Climate Camp

I wrote an article for newmatilda about the climate camp protest at Helensburgh. I’ll quote the second half here:

That is not all. Our government has bullied Pacific Island states to prevent their calling for stronger emissions targets. That is, we don’t want countries facing destruction through climate change to add to international pressure to stop ruining the environment. Last week, Oxfam complained that “millions of people facing greater floods, droughts and failed harvest after failed harvest will be the real losers if the US, Canada, EU, Japan and Australia continue as blockers to the UN negotiations”.

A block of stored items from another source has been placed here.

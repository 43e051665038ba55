use crate::process::WorkerHandle;
use crate::registry::{ExitInfo, ProcessRegistry, ProcessState};
use crate::sys;
use std::collections::HashMap;
use std::sync::Arc;
use std::time::Duration;
use tokio::sync::{RwLock, broadcast, watch};
use tokio::task::JoinHandle;

/// Published whenever a supervised worker stops running, whether through
/// `stop_process`, an observed exit, or a failed liveness poll.
#[derive(Debug, Clone)]
pub struct ExitEvent {
    pub owner_id: String,
    pub exit_code: Option<i32>,
    pub exit_signal: Option<String>,
    /// True when the worker died without being asked to.
    pub unexpected: bool,
}

/// Periodic liveness poll for one worker. While the pid answers signal 0
/// the registry's `last_seen` is refreshed; the first failed poll marks
/// the record stopped, drops the active handle, publishes an `ExitEvent`,
/// and ends the task. Restarting is the subscriber's call, never ours.
pub fn spawn_health_monitor(
    owner_id: String,
    pid: u32,
    interval: Duration,
    registry: Arc<RwLock<ProcessRegistry>>,
    active: Arc<RwLock<HashMap<String, WorkerHandle>>>,
    exit_tx: broadcast::Sender<ExitEvent>,
    mut shutdown_rx: watch::Receiver<bool>,
) -> JoinHandle<()> {
    tokio::spawn(async move {
        let mut ticker = tokio::time::interval(interval);
        // First tick fires immediately; skip it so the poll cadence starts
        // one interval after spawn.
        ticker.tick().await;

        loop {
            tokio::select! {
                _ = ticker.tick() => {}
                changed = shutdown_rx.changed() => {
                    // A dropped sender counts as shutdown.
                    if changed.is_err() || *shutdown_rx.borrow() {
                        return;
                    }
                    continue;
                }
            }

            if sys::is_pid_alive(pid) {
                let mut reg = registry.write().await;
                if let Err(e) = reg
                    .update_status(&owner_id, ProcessState::Running, None)
                    .await
                {
                    eprintln!("peermgr: health refresh failed for '{owner_id}': {e}");
                }
                continue;
            }

            // Dead. The exit watcher may have raced us here; updates below
            // are no-ops when it won.
            let still_active = {
                let mut map = active.write().await;
                map.remove(&owner_id).is_some()
            };
            {
                let mut reg = registry.write().await;
                let still_running = matches!(
                    reg.get_process(&owner_id),
                    Some(r) if r.status == ProcessState::Running
                );
                if still_running {
                    let exit = ExitInfo {
                        code: None,
                        signal: Some("health-check-failed".to_string()),
                    };
                    if let Err(e) = reg.mark_stopped(&owner_id, Some(exit)).await {
                        eprintln!(
                            "peermgr: failed to mark '{owner_id}' stopped after health check: {e}"
                        );
                    }
                }
            }
            if still_active {
                let _ = exit_tx.send(ExitEvent {
                    owner_id: owner_id.clone(),
                    exit_code: None,
                    exit_signal: Some("health-check-failed".to_string()),
                    unexpected: true,
                });
            }
            return;
        }
    })
}

#[cfg(test)]
mod tests {
    use super::*;
    use crate::config::{DeviceInfo, Role};

    fn device() -> DeviceInfo {
        DeviceInfo::new("0xabc", "0.0.1234", "key", "0.0.999")
    }

    async fn seeded_registry(dir: &std::path::Path, pid: u32) -> Arc<RwLock<ProcessRegistry>> {
        let mut reg = ProcessRegistry::load(dir.join("process-registry.json"));
        reg.register_process("node-1", pid, 6650, Role::Buyer, device())
            .await
            .unwrap();
        Arc::new(RwLock::new(reg))
    }

    #[tokio::test]
    async fn test_live_pid_refreshes_last_seen() {
        let dir = tempfile::tempdir().unwrap();
        let pid = std::process::id();
        let registry = seeded_registry(dir.path(), pid).await;
        let active = Arc::new(RwLock::new(HashMap::new()));
        active
            .write()
            .await
            .insert("node-1".to_string(), WorkerHandle::external("node-1", pid, 6650));
        let (exit_tx, _) = broadcast::channel(8);
        let (shutdown_tx, shutdown_rx) = watch::channel(false);

        let before = registry.read().await.get_process("node-1").unwrap().last_seen;
        let handle = spawn_health_monitor(
            "node-1".to_string(),
            pid,
            Duration::from_millis(50),
            registry.clone(),
            active.clone(),
            exit_tx,
            shutdown_rx,
        );

        tokio::time::sleep(Duration::from_millis(200)).await;
        shutdown_tx.send(true).unwrap();
        handle.await.unwrap();

        let record = registry.read().await.get_process("node-1").cloned().unwrap();
        assert_eq!(record.status, ProcessState::Running);
        assert!(record.last_seen > before);
        assert!(active.read().await.contains_key("node-1"));
    }

    #[tokio::test]
    async fn test_dead_pid_marks_stopped_and_emits() {
        let dir = tempfile::tempdir().unwrap();
        // Spawn and fully reap a child so its pid is free and dead.
        let mut child = tokio::process::Command::new("true").spawn().unwrap();
        let pid = child.id().unwrap();
        child.wait().await.unwrap();

        let registry = seeded_registry(dir.path(), pid).await;
        let active = Arc::new(RwLock::new(HashMap::new()));
        active
            .write()
            .await
            .insert("node-1".to_string(), WorkerHandle::external("node-1", pid, 6650));
        let (exit_tx, mut exit_rx) = broadcast::channel(8);
        let (_shutdown_tx, shutdown_rx) = watch::channel(false);

        let handle = spawn_health_monitor(
            "node-1".to_string(),
            pid,
            Duration::from_millis(50),
            registry.clone(),
            active.clone(),
            exit_tx,
            shutdown_rx,
        );
        // Monitor exits on its own after the failed poll.
        handle.await.unwrap();

        let record = registry.read().await.get_process("node-1").cloned().unwrap();
        assert_eq!(record.status, ProcessState::Stopped);
        assert_eq!(record.exit_signal.as_deref(), Some("health-check-failed"));
        assert!(!active.read().await.contains_key("node-1"));

        let event = exit_rx.recv().await.unwrap();
        assert_eq!(event.owner_id, "node-1");
        assert!(event.unexpected);
    }

    #[tokio::test]
    async fn test_no_event_when_exit_watcher_won_race() {
        let dir = tempfile::tempdir().unwrap();
        let mut child = tokio::process::Command::new("true").spawn().unwrap();
        let pid = child.id().unwrap();
        child.wait().await.unwrap();

        let registry = seeded_registry(dir.path(), pid).await;
        // Handle already removed, record already stopped.
        registry
            .write()
            .await
            .mark_stopped("node-1", None)
            .await
            .unwrap();
        let active: Arc<RwLock<HashMap<String, WorkerHandle>>> =
            Arc::new(RwLock::new(HashMap::new()));
        let (exit_tx, mut exit_rx) = broadcast::channel(8);
        let (_shutdown_tx, shutdown_rx) = watch::channel(false);

        spawn_health_monitor(
            "node-1".to_string(),
            pid,
            Duration::from_millis(50),
            registry.clone(),
            active,
            exit_tx,
            shutdown_rx,
        )
        .await
        .unwrap();

        assert!(exit_rx.try_recv().is_err());
        let record = registry.read().await.get_process("node-1").cloned().unwrap();
        assert!(record.exit_signal.is_none());
    }
}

Oxfam frames the issue perfectly in its report Climate Wrongs and Human Rights: by “failing to tackle climate change with urgency, rich countries are effectively violating the human rights of millions of the world’s poorest people.” This is not just a future threat, says Oxfam: “hundreds of millions of people are already suffering” from climate change. One report estimates “that 26 million people have already been displaced because of climate change.” Even “warming of 2°C entails a devastating future for at least 660 million people.” The report notes the IPCC’s finding that “climate change could halve yields from rain-fed crops in parts of Africa as early as 2020, and put 50 million more people worldwide at risk of hunger… And up to one billion people could face water shortages in Asia by the 2050s due to melted glaciers.”

This is the results of our emissions. We could do less harm if we started systematically bombing poor countries. But that is not all: our government is actually escalating our war on the climate. The NSW Government is building two massive new power stations. It is likely they will be coal fired. The State Government is expanding coal exports, and increasing funding for coal.

With all that happening, what chance does the climate have? The NSW Government in particular goes mushy and weak at the knees for coal companies. It recently approved the expansion of the Metropolitan Collieries targeted by the Climate Camp protest even though the Sydney Catchment Authority has warned that the expansion could cause the dam floor to crack and “cause serious leaks from southern Sydney’s main drinking water supply”. Even the NSW Liberals were appalled that the Government would “override two key agencies in this way”. As one Liberal MP said, “If it comes down to a choice between coal and water, I know which one most people would support.”

Coal companies can exert economic pressure on governments to get their way. From the other side, if public opinion isn’t enough to push governments to do the right thing on climate change, the public needs to up the ante somehow. We know that civil disobedience works: the Wall Street Journal is whining about Al Gore’s “liberal consensus” of the need for civil disobedience, whereby people acting on concerns about climate change have “succeeded in making new coal plants nearly impossible to build”.

This is exactly what a small group of Climate Campers realised. While most of the protesters made their point at the gates of the Peabody mine, early in the morning four brave young activists (and a photographer) had gone to the BHP Billiton-owned Dendrobium coal mine further south near Port Kembla and locked themselves on to the conveyor belt. They stopped production for four glorious hours. I managed to interview Aimee, one of those arrested. Aimee is a pleasant and friendly activist, and she had a nice chat with the cops about the lousy weather while they figured out how to get the activists down.

Aimee, however, is an undergraduate student. She doesn’t have the time or money to make the kind of political example out of her civil disobedience that the Kingsnorth Six did. For her bravery to pay off, we don’t just need more Aimees, we need Australians to support her. That’s our challenge.